Abstract
Morocco's colonial soldiers, or goumiers, though long virtually ignored in post-independence historiography have begun to receive attention in recent scholarship and gained a higher profile following the release of the Oscar-nominated 2006 film Les Indigènes, which traced the plight of four North African soldiers fighting for the French in World War II. These units (tabors) had originally been formed to help the French “pacify” Morocco itself, played a strategic role in maintaining colonial power throughout the protectorate period, and eventually were transformed into the Royal Armed Forces after independence. Despite not fitting neatly (or at all) into dominant nationalist narratives of Morocco’s anti-colonial struggle, these troops played a pivotal role in Morocco’s colonial and postcolonial history.

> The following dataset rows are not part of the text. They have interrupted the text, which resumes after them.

impl ProductRepository {
    /// Creates a new ProductRepository.
    pub fn new(pool: SqlitePool) -> Self {
        ProductRepository { pool }
    }

    /// Lists products matching `filter`, one page at a time.
    pub async fn list(&self, filter: &ProductFilter) -> DbResult<Page<Product>> {
        if let Some(term) = filter.search_term() {
            validate_search_query(term)?;
        }
        let request = filter.page_request();

        debug!(
            search = ?filter.search_term(),
            out_of_stock_only = filter.out_of_stock_only,
            order = ?filter.order,
            page = request.page,
            "Listing products"
        );

        let mut count_query = QueryBuilder::<Sqlite>::new("SELECT COUNT(*) FROM products");
        push_filter(&mut count_query, filter);
        let total: i64 = count_query
            .build_query_scalar()
            .fetch_one(&self.pool)
            .await?;

        let mut list_query = QueryBuilder::<Sqlite>::new(PRODUCT_COLUMNS);
        push_filter(&mut list_query, filter);
        list_query
            .push(" ORDER BY ")
            .push(order_clause(filter.order))
            .push(" LIMIT ")
            .push_bind(request.limit())
            .push(" OFFSET ")
            .push_bind(request.offset());

        let items = list_query
            .build_query_as::<Product>()
            .fetch_all(&self.pool)
            .await?;

        debug!(count = items.len(), total, "List returned products");
        Ok(Page::new(items, total, request))
    }

    /// Products with stock left, for the point-of-sale picker.
    pub async fn available(&self) -> DbResult<Vec<Product>> {
        let products = sqlx::query_as::<_, Product>(
            r#"
            SELECT id, code, description, price_cents, stock
            FROM products
            WHERE stock > 0
            ORDER BY description
            "#,
        )
        .fetch_all(&self.pool)
        .await?;

        Ok(products)
    }

    /// Gets a product by ID.
    pub async fn get_by_id(&self, id: i64) -> DbResult<Product> {
        sqlx::query_as::<_, Product>(
            "SELECT id, code, description, price_cents, stock FROM products WHERE id = ?1",
        )
        .bind(id)
        .fetch_optional(&self.pool)
        .await?
        .ok_or_else(|| DbError::not_found("Product", id))
    }

    pub async fn get_by_code(&self, code: &str) -> DbResult<Option<Product>> {
        let product = sqlx::query_as::<_, Product>(
            "SELECT id, code, description, price_cents, stock FROM products WHERE code = ?1",
        )
        .bind(code.trim())
        .fetch_optional(&self.pool)
        .await?;

        Ok(product)
    }

    /// Inserts a new product.
    ///
    /// ## Errors
    /// - `Domain(Validation)` when a field breaks the catalog rules
    /// - `UniqueViolation` when the code is already taken
    pub async fn insert(&self, product: NewProduct) -> DbResult<Product> {
        let product = product.normalized();
        product.validate()?;

        debug!(code = %product.code, "Inserting product");

        let created = sqlx::query_as::<_, Product>(
            r#"
            INSERT INTO products (code, description, price_cents, stock)
            VALUES (?1, ?2, ?3, ?4)
            RETURNING id, code, description, price_cents, stock
            "#,
        )
        .bind(&product.code)
        .bind(&product.description)
        .bind(product.price_cents)
        .bind(product.stock)
        .fetch_one(&self.pool)
        .await
        .map_err(|e| DbError::from(e).with_duplicate_value("code", &product.code))?;

        Ok(created)
    }

    /// Replaces every field of an existing product.
    pub async fn update(&self, id: i64, product: NewProduct) -> DbResult<Product> {
        let product = product.normalized();
        product.validate()?;

        debug!(id, code = %product.code, "Updating product");

        sqlx::query_as::<_, Product>(
            r#"
            UPDATE products
            SET code = ?2, description = ?3, price_cents = ?4, stock = ?5
            WHERE id = ?1
            RETURNING id, code, description, price_cents, stock
            "#,
        )
        .bind(id)
        .bind(&product.code)
        .bind(&product.description)
        .bind(product.price_cents)
        .bind(product.stock)
        .fetch_optional(&self.pool)
        .await
        .map_err(|e| DbError::from(e).with_duplicate_value("code", &product.code))?
        .ok_or_else(|| DbError::not_found("Product", id))
    }

    /// Deletes a product that has never been sold.
    ///
    /// ## Usage Guard
    /// ```text
    /// DELETE ... WHERE id = ? AND NOT EXISTS (sale line for id)
    ///     │
    ///     ├── 1 row  → deleted
    ///     └── 0 rows → product missing   → NotFound
    ///                  product was sold  → AlreadySold
    /// ```
    /// The check and the delete are one statement, so a sale confirmed in
    /// between cannot leave a dangling sale line.
    pub async fn delete(&self, id: i64) -> DbResult<()> {
        debug!(id, "Deleting product");

        let result = sqlx::query(
            r#"
            DELETE FROM products
            WHERE id = ?1
            AND NOT EXISTS (SELECT 1 FROM sale_lines WHERE product_id = ?1)
            "#,
        )
        .bind(id)
        .execute(&self.pool)
        .await?;

        if result.rows_affected() == 0 {
            let product = self.get_by_id(id).await?;
            return Err(CoreError::AlreadySold { code: product.code }.into());
        }

        info!(id, "Product deleted");
        Ok(())
    }

    /// Counts catalog entries.
    pub async fn count(&self) -> DbResult<i64> {
        let count: i64 = sqlx::query_scalar("SELECT COUNT(*) FROM products")
            .fetch_one(&self.pool)
            .await?;

        Ok(count)
    }

    /// Inserts or replaces products keyed by code, all in one transaction.
    ///
    /// Rows are applied in order, so when a code repeats the last row wins.
    /// Returns how many rows were written.
    pub async fn upsert_by_code(&self, products: &[NewProduct]) -> DbResult<u64> {
        let mut tx = self.pool.begin().await?;

        for product in products {
            sqlx::query(
                r#"
                INSERT INTO products (code, description, price_cents, stock)
                VALUES (?1, ?2, ?3, ?4)
                ON CONFLICT(code) DO UPDATE SET
                    description = excluded.description,
                    price_cents = excluded.price_cents,
                    stock = excluded.stock
                "#,
            )
            .bind(&product.code)
            .bind(&product.description)
            .bind(product.price_cents)
            .bind(product.stock)
            .execute(&mut *tx)
            .await?;
        }

        tx.commit()
            .await
            .map_err(|e| DbError::TransactionFailed(e.to_string()))?;

        Ok(products.len() as u64)
    }

    /// Imports the first worksheet of an `.xlsx` catalog.
    pub async fn import_spreadsheet(&self, bytes: &[u8]) -> DbResult<ImportReport> {
        let parsed = import::parse_spreadsheet(bytes)?;
        self.apply_import("spreadsheet", parsed).await
    }

    /// Imports a marketplace (Tienda Nube) product export.
    pub async fn import_marketplace_csv(&self, bytes: &[u8]) -> DbResult<ImportReport> {
        let parsed = import::parse_marketplace_csv(bytes)?;
        self.apply_import("marketplace", parsed).await
    }

    async fn apply_import(
        &self,
        source: &'static str,
        parsed: import::ParsedCatalog,
    ) -> DbResult<ImportReport> {
        let imported = self.upsert_by_code(&parsed.products).await?;
        let report = ImportReport {
            imported,
            skipped: parsed.skipped,
        };

        info!(
            source,
            imported = report.imported,
            skipped = report.skipped,
            "Catalog import finished"
        );
        Ok(report)
    }
}
//! # Mostrador
//!
//! ```bash
//! mostrador                                    # 127.0.0.1:8080, platform data dir
//! MOSTRADOR_PORT=9000 RUST_LOG=debug mostrador
//! MOSTRADOR_CONFIG=./mostrador.toml mostrador
//! ```

use mostrador_web::config::AppConfig;

#[tokio::main]
async fn main() -> Result<(), Box<dyn std::error::Error>> {
    mostrador_web::init_tracing();

    let config = AppConfig::load()?;
    mostrador_web::run(config).await
}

This paper turns to the still virtually unexamined history of what happened after the war in the late 1940s, as these soldiers were variously deployed in occupied Germany, decommissioned and returned to Morocco, or, as occurred for significant numbers, reconscripted and deployed to fight for the French against the Việt Minh’s anti-colonial struggle in Indochina. Using French military archives and soldier memoirs, I argue this increased military mobilization and global deployment of rural Moroccan men during and after the war in the 1940s had profound economic, social, and eventually political ramifications back in Morocco itself. This paper traces how these effects extended from micro-social dynamics at the family/tribal level (income flows, housing, and movement) to macro-political struggles, in which these soldiers were used as critical leverage, between the Moroccan sultan/king and the French Resident General.